Outer Membrane Proteins of Escherichia coli VII. Evidence That Bacteriophage-Directed Protein 2 Functions as a Pore

Protein 1, a major protein of the outer membrane of Escherichia coli, has been shown to be the pore allowing the passage of small hydrophilic solutes across the outer membrane. In E. coli K-12 protein 1 consists of two subspecies, 1a and 1b, whereas in E. coli B it consists of a single species which has an electrophoretic mobility similar to that of 1a. K-12 strains mutant at the ompB locus lack both proteins 1a and 1b and exhibit multiple transport defects, resistance to toxic metal ions, and tolerance to a number of colicins. Mutation at the tolF locus results in the loss of 1a, in less severe transport defects, and more limited colicin tolerance.

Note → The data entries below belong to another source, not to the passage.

use std::io::Write;

use parking_lot::Mutex;

use crate::metrics::snapshot::GroupedMetricsSnapshot;
use crate::metrics::traits::MetricsExporter;

/// Prometheus text exporter for grouped cache metrics snapshots.
///
/// Writes in the Prometheus text exposition format so it can be scraped by
/// Prometheus or forwarded to an OpenTelemetry collector.
#[derive(Debug)]
pub struct PrometheusTextExporter<W: Write + Send> {
    prefix: String,
    writer: Mutex<W>,
}

impl<W: Write + Send> PrometheusTextExporter<W> {
    pub fn new(prefix: impl Into<String>, writer: W) -> Self {
        Self {
            prefix: prefix.into(),
            writer: Mutex::new(writer),
        }
    }

    /// Consumes the exporter and returns the underlying writer.
    pub fn into_inner(self) -> W {
        self.writer.into_inner()
    }

    fn write_metric(&self, kind: &str, name: &str, value: u64) {
        let mut writer = self.writer.lock();
        let _ = writeln!(writer, "# TYPE {} {}", name, kind);
        let _ = writeln!(writer, "{} {}", name, value);
    }

    fn write_counter(&self, suffix: &str, value: u64) {
        self.write_metric("counter", &self.metric_name(suffix), value);
    }

    fn write_gauge(&self, suffix: &str, value: usize) {
        self.write_metric("gauge", &self.metric_name(suffix), value as u64);
    }

    fn metric_name(&self, suffix: &str) -> String {
        if self.prefix.is_empty() {
            suffix.to_string()
        } else {
            format!("{}_{}", self.prefix, suffix)
        }
    }
}

impl<W: Write + Send> MetricsExporter<GroupedMetricsSnapshot> for PrometheusTextExporter<W> {
    fn export(&self, snapshot: &GroupedMetricsSnapshot) {
        self.write_counter("get_hits_total", snapshot.get_hits);
        self.write_counter("get_misses_total", snapshot.get_misses);
        self.write_counter("put_calls_total", snapshot.put_calls);
        self.write_counter("put_new_total", snapshot.put_new);
        self.write_counter("put_updates_total", snapshot.put_updates);
        self.write_counter("evict_calls_total", snapshot.evict_calls);
        self.write_counter("evicted_entries_total", snapshot.evicted_entries);
        self.write_counter("stale_skips_total", snapshot.stale_skips);
        self.write_counter("compactions_total", snapshot.compactions);
        self.write_counter("compacted_slots_total", snapshot.compacted_slots);
        self.write_counter("remove_calls_total", snapshot.remove_calls);
        self.write_counter("removed_entries_total", snapshot.removed_entries);
        self.write_counter("loads_total", snapshot.loads);
        self.write_gauge("len", snapshot.len);
        self.write_gauge("groups", snapshot.groups);
        self.write_gauge("order_len", snapshot.order_len);
        self.write_gauge("capacity", snapshot.capacity);
    }
}
//! JSON snapshot files for [`CappedGroupedCache`].
//!
//! A snapshot is a bare JSON array of entities. Keys are not stored: the
//! caller supplies a `key_fn` on load that derives `(group, id)` from each
//! entity, the same way it did when the entities were first cached.
//!
//! ```text
//!   save:       cache.read() ──► serde_json ──► <dir>/.<file>.tmp ──rename──► <dir>/<file>
//!   load_into:  <dir>/<file> ──► serde_json ──► cache.load(entities, key_fn)
//! ```
//!
//! A missing file is a normal first start and loads nothing. A file that
//! exists but cannot be read or decoded is an error, and the cache is left
//! exactly as it was.
//!
//! ## Example
//!
//! ```
//! use cappedcache::persist::{JsonSnapshotStore, SnapshotConfig};
//! use cappedcache::policy::grouped_fifo::CappedGroupedCache;
//!
//! # fn main() -> Result<(), cappedcache::error::PersistError> {
//! let dir = tempfile::tempdir().expect("tempdir");
//! let store = JsonSnapshotStore::new(SnapshotConfig::messages(dir.path()));
//!
//! let cache: CappedGroupedCache<u64, u64, (u64, u64, String)> = CappedGroupedCache::new(100);
//! cache.put(1, 10, (1, 10, "hello".to_string()));
//! assert_eq!(store.save(&cache)?, 1);
//!
//! let restored = CappedGroupedCache::new(100);
//! store.load_into(&restored, |m: &(u64, u64, String)| (m.0, m.1))?;
//! assert_eq!(restored.get(&1, &10).map(|m| m.2), Some("hello".to_string()));
//! # Ok(())
//! # }
//! ```

use std::fs;
use std::hash::Hash;
use std::io;
use std::path::{Path, PathBuf};

use serde::Serialize;
use serde::de::DeserializeOwned;
use tracing::{debug, info, warn};

use crate::error::PersistError;
use crate::policy::grouped_fifo::CappedGroupedCache;

/// File name used for cached chat messages, keyed by `(channel, message)`.
pub const MESSAGE_CACHE_FILE: &str = "messagecache.json";
/// File name used for cached guild members, keyed by `(guild, user)`.
pub const MEMBER_CACHE_FILE: &str = "membercache.json";

/// Where a snapshot file lives.
#[derive(Debug, Clone, PartialEq, Eq)]
pub struct SnapshotConfig {
    /// Directory, created on save if missing.
    pub dir: PathBuf,
    pub file_name: String,
}

impl SnapshotConfig {
    pub fn new(dir: impl Into<PathBuf>, file_name: impl Into<String>) -> Self {
        Self {
            dir: dir.into(),
            file_name: file_name.into(),
        }
    }

    /// Snapshot of cached messages in `dir`.
    pub fn messages(dir: impl Into<PathBuf>) -> Self {
        Self::new(dir, MESSAGE_CACHE_FILE)
    }

    /// Snapshot of cached members in `dir`.
    pub fn members(dir: impl Into<PathBuf>) -> Self {
        Self::new(dir, MEMBER_CACHE_FILE)
    }

    /// Full path of the snapshot file.
    pub fn path(&self) -> PathBuf {
        self.dir.join(&self.file_name)
    }

    fn tmp_path(&self) -> PathBuf {
        self.dir.join(format!(".{}.tmp", self.file_name))
    }
}

impl Default for SnapshotConfig {
    fn default() -> Self {
        Self::new("./cache", "cache.json")
    }
}

/// Saves and restores one cache as a JSON array file.
#[derive(Debug, Clone)]
pub struct JsonSnapshotStore {
    config: SnapshotConfig,
}

impl JsonSnapshotStore {
    pub fn new(config: SnapshotConfig) -> Self {
        Self { config }
    }

    pub fn config(&self) -> &SnapshotConfig {
        &self.config
    }

    pub fn path(&self) -> PathBuf {
        self.config.path()
    }

    /// Writes every live entity of `cache` to the snapshot file.
    ///
    /// Entities are serialized under the cache's read lock; the file is
    /// written after the lock is released. The write goes to a temporary
    /// sibling first and is renamed over the target, so a crash mid-write
    /// never leaves a truncated snapshot. Returns the number of entities.
    ///
    /// # Errors
    ///
    /// [`PersistError::Encode`] if an entity fails to serialize,
    /// [`PersistError::Io`] if the directory or file cannot be written.
    pub fn save<G, I, T>(&self, cache: &CappedGroupedCache<G, I, T>) -> Result<usize, PersistError>
    where
        G: Eq + Hash + Clone,
        I: Eq + Hash + Clone,
        T: Serialize,
    {
        let (count, data) = {
            let guard = cache.read();
            let items: Vec<&T> = guard.iter().map(|(_, entity)| entity).collect();
            (items.len(), serde_json::to_vec(&items)?)
        };

        fs::create_dir_all(&self.config.dir).map_err(|source| PersistError::Io {
            path: self.config.dir.clone(),
            source,
        })?;

        let tmp = self.config.tmp_path();
        fs::write(&tmp, &data).map_err(|source| PersistError::Io {
            path: tmp.clone(),
            source,
        })?;

        let path = self.path();
        fs::rename(&tmp, &path).map_err(|source| PersistError::Io {
            path: path.clone(),
            source,
        })?;

        info!(count, path = %path.display(), "saved cache snapshot");
        Ok(count)
    }

    /// Replaces the contents of `cache` with the snapshot file.
    ///
    /// Returns the number of live entries after loading (duplicates collapse
    /// and the cache's capacity is enforced). A missing file returns `Ok(0)`
    /// without touching `cache`.
    ///
    /// # Errors
    ///
    /// [`PersistError::Io`] if the file exists but cannot be read,
    /// [`PersistError::Decode`] if it is not a JSON array of `T`. In both
    /// cases `cache` is unchanged.
    pub fn load_into<G, I, T, F>(
        &self,
        cache: &CappedGroupedCache<G, I, T>,
        key_fn: F,
    ) -> Result<usize, PersistError>
    where
        G: Eq + Hash + Clone,
        I: Eq + Hash + Clone,
        T: DeserializeOwned,
        F: FnMut(&T) -> (G, I),
    {
        let path = self.path();
        let Some(items) = read_entities::<T>(&path)? else {
            debug!(path = %path.display(), "no cache snapshot found");
            return Ok(0);
        };

        let count = cache.load(items, key_fn);
        info!(count, path = %path.display(), "loaded cache snapshot");
        Ok(count)
    }

    /// Deletes the snapshot file. A missing file is not an error.
    ///
    /// # Errors
    ///
    /// [`PersistError::Io`] if the file exists but cannot be removed.
    pub fn remove(&self) -> Result<(), PersistError> {
        let path = self.path();
        match fs::remove_file(&path) {
            Ok(()) => Ok(()),
            Err(e) if e.kind() == io::ErrorKind::NotFound => Ok(()),
            Err(source) => Err(PersistError::Io { path, source }),
        }
    }
}

fn read_entities<T: DeserializeOwned>(path: &Path) -> Result<Option<Vec<T>>, PersistError> {
    let data = match fs::read(path) {
        Ok(data) => data,
        Err(e) if e.kind() == io::ErrorKind::NotFound => return Ok(None),
        Err(source) => {
            return Err(PersistError::Io {
                path: path.to_path_buf(),
                source,
            });
        },
    };

    match serde_json::from_slice(&data) {
        Ok(items) => Ok(Some(items)),
        Err(source) => {
            warn!(path = %path.display(), error = %source, "failed to decode cache snapshot");
            Err(PersistError::Decode {
                path: path.to_path_buf(),
                source,
            })
        },
    }
}
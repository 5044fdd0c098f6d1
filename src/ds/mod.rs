pub mod order_log;

pub use order_log::OrderLog;
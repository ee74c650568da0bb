use crate::engine::OperationOptions;
use crate::engine::operation::DEFAULT_CONCURRENCY;
use crate::error::{Error, Result};
use intent::{DEFAULT_MARKER, FieldPath, ReferenceResolver, Resource, Value};
use serde::{Deserialize, Serialize};
use std::collections::BTreeMap;
use std::fs;
use std::path::Path;

// ============================================================================
// Engine Config
// ============================================================================

/// Engine-wide settings
///
/// Provider endpoints and versions live here instead of in process
/// environment variables; runtimes receive the entry a resource selects.
#[derive(Debug, Clone, PartialEq, Serialize, Deserialize)]
#[serde(default)]
pub struct EngineConfig {
    /// Maximum number of runtime calls in flight
    pub concurrency: usize,
    /// Attribute paths excluded from diffing
    pub ignored_fields: Vec<FieldPath>,
    /// Marker that starts an implicit reference
    pub reference_marker: String,
    /// Provider settings keyed by the name resources use in `extensions.provider`
    pub providers: BTreeMap<String, ProviderConfig>,
}

impl Default for EngineConfig {
    fn default() -> Self {
        Self {
            concurrency: DEFAULT_CONCURRENCY,
            ignored_fields: Vec::new(),
            reference_marker: DEFAULT_MARKER.to_string(),
            providers: BTreeMap::new(),
        }
    }
}

/// Where and how a runtime reaches one provider
#[derive(Debug, Clone, PartialEq, Serialize, Deserialize)]
pub struct ProviderConfig {
    /// Provider source address, e.g. `registry.terraform.io/hashicorp/aws`
    pub source: String,
    #[serde(default)]
    pub version: Option<String>,
    #[serde(default)]
    pub region: Option<String>,
    /// Provider-specific settings passed through untouched
    #[serde(default)]
    pub settings: BTreeMap<String, Value>,
}

impl EngineConfig {
    /// Parse a TOML document
    pub fn from_toml_str(content: &str) -> Result<Self> {
        let config: Self = toml::from_str(content)?;
        config.validate()?;
        Ok(config)
    }

    /// Load a TOML config file
    pub fn load(path: &Path) -> Result<Self> {
        let content = fs::read_to_string(path)
            .map_err(|e| Error::Config(format!("could not read {}: {e}", path.display())))?;
        let config = Self::from_toml_str(&content)?;
        log::debug!("Loaded engine config from {}", path.display());
        Ok(config)
    }

    /// Reject settings the engine cannot run with
    pub fn validate(&self) -> Result<()> {
        if self.concurrency == 0 {
            return Err(Error::Config("concurrency must be at least 1".into()));
        }
        if self.reference_marker.is_empty() || self.reference_marker.contains('.') {
            return Err(Error::Config(format!(
                "reference marker {:?} must be non-empty and contain no '.'",
                self.reference_marker
            )));
        }
        Ok(())
    }

    /// Provider settings selected by a resource, if any
    pub fn provider_for(&self, resource: &Resource) -> Option<&ProviderConfig> {
        resource.provider().and_then(|name| self.providers.get(name))
    }

    pub fn resolver(&self) -> ReferenceResolver {
        ReferenceResolver::new(&self.reference_marker)
    }

    /// Operation options seeded from this config
    pub fn operation_options(&self) -> OperationOptions {
        OperationOptions {
            ignored_fields: self.ignored_fields.clone(),
            concurrency: Some(self.concurrency),
        }
    }
}
//! Field-level attribute diffs
//!
//! Comparison is deep: map keys are matched regardless of order, sequences
//! are compared index by index. Values of different variants are never
//! equal, so `"1"` and `1` differ.

use crate::value::{Attributes, FieldPath, Value, remove_attribute};
use serde::{Deserialize, Serialize};
use std::collections::{BTreeMap, BTreeSet};

/// Kind of a single leaf change
#[derive(Debug, Clone, Copy, PartialEq, Eq, Serialize, Deserialize)]
pub enum FieldDiffKind {
    Added,
    Removed,
    Changed,
}

/// One changed path between two attribute trees
#[derive(Debug, Clone, PartialEq, Serialize, Deserialize)]
pub struct FieldDiff {
    pub path: FieldPath,
    pub kind: FieldDiffKind,
    #[serde(skip_serializing_if = "Option::is_none")]
    pub before: Option<Value>,
    #[serde(skip_serializing_if = "Option::is_none")]
    pub after: Option<Value>,
}

impl FieldDiff {
    fn added(path: FieldPath, after: &Value) -> Self {
        Self {
            path,
            kind: FieldDiffKind::Added,
            before: None,
            after: Some(after.clone()),
        }
    }

    fn removed(path: FieldPath, before: &Value) -> Self {
        Self {
            path,
            kind: FieldDiffKind::Removed,
            before: Some(before.clone()),
            after: None,
        }
    }

    fn changed(path: FieldPath, before: &Value, after: &Value) -> Self {
        Self {
            path,
            kind: FieldDiffKind::Changed,
            before: Some(before.clone()),
            after: Some(after.clone()),
        }
    }
}

/// Copy of `attributes` with every ignored path removed
pub fn strip_ignored(attributes: &Attributes, ignored: &[FieldPath]) -> Attributes {
    let mut stripped = attributes.clone();
    for path in ignored {
        remove_attribute(&mut stripped, path);
    }
    stripped
}

/// Leaf-level differences from `before` to `after`, in tree order
pub fn diff_attributes(before: &Attributes, after: &Attributes) -> Vec<FieldDiff> {
    let mut diffs = Vec::new();
    diff_maps(&FieldPath::root(), before, after, &mut diffs);
    diffs
}

fn diff_maps(
    at: &FieldPath,
    before: &BTreeMap<String, Value>,
    after: &BTreeMap<String, Value>,
    diffs: &mut Vec<FieldDiff>,
) {
    let keys: BTreeSet<&String> = before.keys().chain(after.keys()).collect();
    for key in keys {
        let path = at.child(key.as_str());
        match (before.get(key), after.get(key)) {
            (Some(b), Some(a)) => diff_values(path, b, a, diffs),
            (Some(b), None) => diffs.push(FieldDiff::removed(path, b)),
            (None, Some(a)) => diffs.push(FieldDiff::added(path, a)),
            (None, None) => {}
        }
    }
}

fn diff_values(path: FieldPath, before: &Value, after: &Value, diffs: &mut Vec<FieldDiff>) {
    match (before, after) {
        (Value::Map(b), Value::Map(a)) => diff_maps(&path, b, a, diffs),
        (Value::Sequence(b), Value::Sequence(a)) => {
            for index in 0..b.len().max(a.len()) {
                let item = path.child(index.to_string());
                match (b.get(index), a.get(index)) {
                    (Some(bv), Some(av)) => diff_values(item, bv, av, diffs),
                    (Some(bv), None) => diffs.push(FieldDiff::removed(item, bv)),
                    (None, Some(av)) => diffs.push(FieldDiff::added(item, av)),
                    (None, None) => {}
                }
            }
        }
        (b, a) if b != a => diffs.push(FieldDiff::changed(path, b, a)),
        _ => {}
    }
}

#[cfg(test)]
mod tests {
    use super::*;
    use crate::value::attributes_from_json;
    use serde_json::json;

    fn attrs(v: serde_json::Value) -> Attributes {
        attributes_from_json(v)
    }

    fn path(s: &str) -> FieldPath {
        FieldPath::parse(s).unwrap()
    }

    #[test]
    fn test_identical_trees_have_no_diff() {
        let a = attrs(json!({"spec": {"replicas": 2, "ports": [80, 443]}, "name": "web"}));
        assert!(diff_attributes(&a, &a.clone()).is_empty());
    }

    #[test]
    fn test_changed_leaf() {
        let diffs = diff_attributes(&attrs(json!({"size": 10})), &attrs(json!({"size": 20})));
        assert_eq!(
            diffs,
            vec![FieldDiff {
                path: path("size"),
                kind: FieldDiffKind::Changed,
                before: Some(Value::Int(10)),
                after: Some(Value::Int(20)),
            }]
        );
    }

    #[test]
    fn test_added_and_removed_nested_keys() {
        let before = attrs(json!({"metadata": {"labels": {"app": "web", "tier": "fe"}}}));
        let after = attrs(json!({"metadata": {"labels": {"app": "web", "team": "core"}}}));
        let diffs = diff_attributes(&before, &after);
        assert_eq!(diffs.len(), 2);
        assert_eq!(diffs[0].path, path("metadata.labels.team"));
        assert_eq!(diffs[0].kind, FieldDiffKind::Added);
        assert_eq!(diffs[1].path, path("metadata.labels.tier"));
        assert_eq!(diffs[1].kind, FieldDiffKind::Removed);
    }

    #[test]
    fn test_sequences_are_order_sensitive() {
        let diffs = diff_attributes(&attrs(json!({"ports": [80, 443]})), &attrs(json!({"ports": [443, 80]})));
        assert_eq!(diffs.len(), 2);
        assert_eq!(diffs[0].path, path("ports.0"));

        let grown = diff_attributes(&attrs(json!({"ports": [80]})), &attrs(json!({"ports": [80, 443]})));
        assert_eq!(grown.len(), 1);
        assert_eq!(grown[0].path, path("ports.1"));
        assert_eq!(grown[0].kind, FieldDiffKind::Added);
    }

    #[test]
    fn test_string_and_number_are_different() {
        let diffs = diff_attributes(&attrs(json!({"port": "1"})), &attrs(json!({"port": 1})));
        assert_eq!(diffs.len(), 1);
        assert_eq!(diffs[0].kind, FieldDiffKind::Changed);
    }

    #[test]
    fn test_type_change_is_one_entry() {
        let diffs = diff_attributes(&attrs(json!({"env": {"A": "1"}})), &attrs(json!({"env": ["A=1"]})));
        assert_eq!(diffs.len(), 1);
        assert_eq!(diffs[0].path, path("env"));
    }

    #[test]
    fn test_strip_ignored_hides_difference() {
        let before = attrs(json!({"size": 10, "metadata": {"generation": 3}}));
        let after = attrs(json!({"size": 10, "metadata": {"generation": 4}}));
        let ignored = vec![path("metadata.generation")];
        assert!(diff_attributes(&strip_ignored(&before, &ignored), &strip_ignored(&after, &ignored)).is_empty());
    }
}
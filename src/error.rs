//! Error types for the engine
//!
//! Validation errors come from the `intent` crate and stop an operation
//! before anything runs. Collaborator failures (state store, runtime) are
//! `anyhow` errors at the trait seam and are carried here as messages with
//! the stack or resource they concern.

use crate::report::ChangeReport;
use intent::ResourceType;
use thiserror::Error;

/// Errors that can occur while planning or running an operation
#[derive(Error, Debug)]
pub enum Error {
    /// The desired set is invalid (empty/duplicate ID, dangling reference, cycle)
    #[error("invalid intent: {0}")]
    Validation(#[from] intent::Error),

    /// No runtime can materialise a resource of this type
    #[error("no runtime registered for {resource_type} (needed by {resource})")]
    RuntimeNotFound {
        resource_type: ResourceType,
        resource: String,
    },

    /// The stack's state lock could not be taken
    #[error("failed to lock state of {stack}: {message}")]
    Lock { stack: String, message: String },

    /// The prior state could not be loaded
    #[error("failed to load state of {stack}: {message}")]
    StateLoad { stack: String, message: String },

    /// A runtime failed while simulating a change; no plan is returned
    #[error("preview failed at {resource}: {message}")]
    PreviewFailed { resource: String, message: String },

    /// At least one step failed; the report shows what did and did not run
    #[error("operation failed: {failed} of {total} step(s) failed")]
    OperationFailed {
        failed: usize,
        total: usize,
        report: Box<ChangeReport>,
    },

    /// Configuration is unusable
    #[error("invalid configuration: {0}")]
    Config(String),

    /// The worker pool could not be created
    #[error("failed to create worker pool: {0}")]
    Pool(#[from] rayon::ThreadPoolBuildError),

    /// TOML parsing error
    #[error("TOML error: {0}")]
    Toml(#[from] toml::de::Error),
}

impl Error {
    /// Whether the error was raised before any runtime call
    pub fn is_validation(&self) -> bool {
        matches!(self, Self::Validation(_) | Self::RuntimeNotFound { .. })
    }

    /// The partially executed report attached to an operation failure
    pub fn report(&self) -> Option<&ChangeReport> {
        match self {
            Self::OperationFailed { report, .. } => Some(report),
            _ => None,
        }
    }
}

/// Result type for engine operations
pub type Result<T> = std::result::Result<T, Error>;
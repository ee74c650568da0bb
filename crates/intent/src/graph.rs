//! Dependency graph and execution levels
//!
//! Levels come from Kahn's algorithm: each round takes every node whose
//! dependencies are all placed, sorted by ID, as one level. Nodes within
//! a level have no edges between them and may run concurrently.

use crate::error::{Error, Result};
use crate::resource::Resource;
use std::collections::{BTreeMap, BTreeSet, HashMap, VecDeque};

/// Directed acyclic graph over resource IDs
///
/// An edge `(dependent, dependency)` means `dependency` must be
/// materialised before `dependent`.
#[derive(Debug, Clone, Default)]
pub struct Graph {
    nodes: BTreeSet<String>,
    dependencies: BTreeMap<String, BTreeSet<String>>,
    dependents: BTreeMap<String, BTreeSet<String>>,
}

impl Graph {
    /// Build a graph; every edge endpoint must be a node
    pub fn new<N, E>(nodes: N, edges: E) -> Result<Self>
    where
        N: IntoIterator<Item = String>,
        E: IntoIterator<Item = (String, String)>,
    {
        let mut graph = Self {
            nodes: nodes.into_iter().collect(),
            ..Self::default()
        };
        for (dependent, dependency) in edges {
            if !graph.nodes.contains(&dependent) || !graph.nodes.contains(&dependency) {
                return Err(Error::UnknownDependency {
                    resource: dependent,
                    dependency,
                });
            }
            graph.add_edge(dependent, dependency);
        }
        Ok(graph)
    }

    /// Graph of a resource set: explicit `depends_on` plus `extra` edges
    pub fn from_resources(resources: &[Resource], extra: Vec<(String, String)>) -> Result<Self> {
        let explicit = resources.iter().flat_map(|r| {
            r.depends_on
                .iter()
                .map(move |dependency| (r.id.clone(), dependency.clone()))
        });
        Self::new(
            resources.iter().map(|r| r.id.clone()),
            explicit.chain(extra),
        )
    }

    fn add_edge(&mut self, dependent: String, dependency: String) {
        self.dependents
            .entry(dependency.clone())
            .or_default()
            .insert(dependent.clone());
        self.dependencies
            .entry(dependent)
            .or_default()
            .insert(dependency);
    }

    pub fn contains(&self, id: &str) -> bool {
        self.nodes.contains(id)
    }

    pub fn len(&self) -> usize {
        self.nodes.len()
    }

    pub fn is_empty(&self) -> bool {
        self.nodes.is_empty()
    }

    pub fn nodes(&self) -> impl Iterator<Item = &str> {
        self.nodes.iter().map(String::as_str)
    }

    /// Direct dependencies of `id`
    pub fn dependencies(&self, id: &str) -> impl Iterator<Item = &str> {
        self.dependencies
            .get(id)
            .into_iter()
            .flatten()
            .map(String::as_str)
    }

    /// Direct dependents of `id`
    pub fn dependents(&self, id: &str) -> impl Iterator<Item = &str> {
        self.dependents
            .get(id)
            .into_iter()
            .flatten()
            .map(String::as_str)
    }

    /// All edges as `(dependent, dependency)`
    pub fn edges(&self) -> Vec<(&str, &str)> {
        self.dependencies
            .iter()
            .flat_map(|(dependent, deps)| deps.iter().map(move |d| (dependent.as_str(), d.as_str())))
            .collect()
    }

    /// The same nodes with every edge flipped
    ///
    /// Used for teardown, where dependents must go first.
    pub fn reversed(&self) -> Self {
        Self {
            nodes: self.nodes.clone(),
            dependencies: self.dependents.clone(),
            dependents: self.dependencies.clone(),
        }
    }

    /// Everything that transitively depends on `id`
    pub fn descendants(&self, id: &str) -> BTreeSet<String> {
        let mut seen = BTreeSet::new();
        let mut queue: VecDeque<&str> = self.dependents(id).collect();
        while let Some(next) = queue.pop_front() {
            if seen.insert(next.to_string()) {
                queue.extend(self.dependents(next));
            }
        }
        seen
    }

    /// Execution levels, each sorted by ID
    ///
    /// Flattening the levels gives a total order respecting every edge.
    pub fn levels(&self) -> Result<Vec<Vec<String>>> {
        let mut in_degree: HashMap<&str, usize> = self
            .nodes
            .iter()
            .map(|n| (n.as_str(), self.dependencies.get(n).map_or(0, BTreeSet::len)))
            .collect();

        let mut frontier: BTreeSet<&str> = in_degree
            .iter()
            .filter(|(_, degree)| **degree == 0)
            .map(|(node, _)| *node)
            .collect();

        let mut levels = Vec::new();
        let mut placed = 0;
        while !frontier.is_empty() {
            let mut next = BTreeSet::new();
            for node in &frontier {
                for dependent in self.dependents(node) {
                    if let Some(degree) = in_degree.get_mut(dependent) {
                        *degree -= 1;
                        if *degree == 0 {
                            next.insert(dependent);
                        }
                    }
                }
            }
            placed += frontier.len();
            levels.push(frontier.iter().map(|n| (*n).to_string()).collect());
            frontier = next;
        }

        if placed < self.nodes.len() {
            let remaining: BTreeSet<&str> = in_degree
                .into_iter()
                .filter(|(_, degree)| *degree > 0)
                .map(|(node, _)| node)
                .collect();
            return Err(Error::Cycle {
                path: self.find_cycle(&remaining),
            });
        }

        Ok(levels)
    }

    /// Walk unplaced dependencies until a node repeats
    ///
    /// Every unplaced node has at least one unplaced dependency, so the
    /// walk always closes a loop.
    fn find_cycle(&self, remaining: &BTreeSet<&str>) -> Vec<String> {
        let Some(&start) = remaining.iter().next() else {
            return Vec::new();
        };
        let mut path: Vec<&str> = Vec::new();
        let mut position: HashMap<&str, usize> = HashMap::new();
        let mut current = start;
        loop {
            if let Some(&index) = position.get(current) {
                let mut cycle: Vec<String> = path[index..].iter().map(|n| (*n).to_string()).collect();
                cycle.push(current.to_string());
                return cycle;
            }
            position.insert(current, path.len());
            path.push(current);
            match self.dependencies(current).find(|d| remaining.contains(d)) {
                Some(next) => current = next,
                None => return path.iter().map(|n| (*n).to_string()).collect(),
            }
        }
    }
}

Mutation at the par locus causes the loss of protein 1b, but no transport defects or colicin tolerance. Lysogeny of E. coli by phage PA-2 results in the production of a new major protein, protein 2. Lysogeny of K-12 ompB mutants resulted in dramatic reversal of the transport defects and restoration of the sensitivity to colicins E2 and E3 but not to other colicins. This was shown to be due to the production of protein 2, since lysogeny by phage mutants lacking the ability to elicit protein 2 production did not show this effect. Thus, protein 2 can function as an effective pore. ompB mutations in E. coli B also resulted in loss of protein 1 and similar multiple transport defects, but these were only partially reversed by phage lysogeny and the resulting production of protein 2. When the ompB region from E. coli B was moved by transduction into an E. coli K-12 background, only small amounts of proteins 1a and 1b were found in the outer membrane. These results indicate that genes governing the synthesis of outer membrane proteins may not function interchangeably between K-12 and B strains, indicating differences in regulation or biosynthesis of these proteins between these strains.